▸ Problem details: Set down exactly the lines below, starting at the one that contains "use crate::executor::CallExecutor;" and ending at the one that contains "the call executor's", with both of those lines included and nothing else.
___
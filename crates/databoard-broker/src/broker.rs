//! Subscription Broker
//!
//! The broker owns the provider and client registries and the
//! subscription table, and coordinates the lifecycle of every
//! subscription: creation and de-duplication, the initial fetch, poll
//! scheduling, push registration and teardown.

use std::collections::HashMap;
use std::sync::atomic::{AtomicBool, Ordering};
use std::sync::Arc;

use serde_json::Value;
use tokio::sync::mpsc;
use tokio::time::MissedTickBehavior;
use tracing::{debug, error, info, warn};

use crate::client::{ClientHandle, ClientRegistry};
use crate::error::{Error, Result};
use crate::executor::CallExecutor;
use crate::message::{BusMessage, SubscriptionRequest, POLL_INTERVAL};
use crate::provider::{DeliveryMode, FetchFn, Operation, ProviderFactory, ProviderRegistry};
use crate::subscription::{JoinOutcome, SubscriptionInfo, SubscriptionTable};

/// Delivery callback handed to push-mode operations at subscribe time.
///
/// Bound to a single subscription id. Each reported value is queued to
/// the subscription's feed task and routed through the call executor's
/// success path, so it is cached and broadcast exactly like a poll
/// result. Reporting after the subscription is gone is a silent no-op.
#[derive(Clone)]
pub struct Reporter {
    subscription_id: String,
    tx: mpsc::UnboundedSender<Value>,
}

impl Reporter {
    /// Queue `value` for broadcast on this reporter's subscription.
    pub fn report(&self, value: Value) {
        if self.tx.send(value).is_err() {
            debug!(
                "Dropping report for '{}', subscription is gone",
                self.subscription_id
            );
        }
    }

    /// Subscription id this reporter delivers to.
    #[must_use]
    pub fn subscription_id(&self) -> &str {
        &self.subscription_id
    }
}

/// The subscription broker.
///
/// Cheaply clonable; clones share the same registries and table, so a
/// clone works as the provider-facing handle required by factories.
#[derive(Clone)]
pub struct Broker {
    providers: ProviderRegistry,
    clients: ClientRegistry,
    subscriptions: SubscriptionTable,
    executor: CallExecutor,
}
___
▸ Exercise answer:
use crate::executor::CallExecutor;
use crate::message::{BusMessage, SubscriptionRequest, POLL_INTERVAL};
use crate::provider::{DeliveryMode, FetchFn, Operation, ProviderFactory, ProviderRegistry};
use crate::subscription::{JoinOutcome, SubscriptionInfo, SubscriptionTable};

/// Delivery callback handed to push-mode operations at subscribe time.
///
/// Bound to a single subscription id. Each reported value is queued to
/// the subscription's feed task and routed through the call executor's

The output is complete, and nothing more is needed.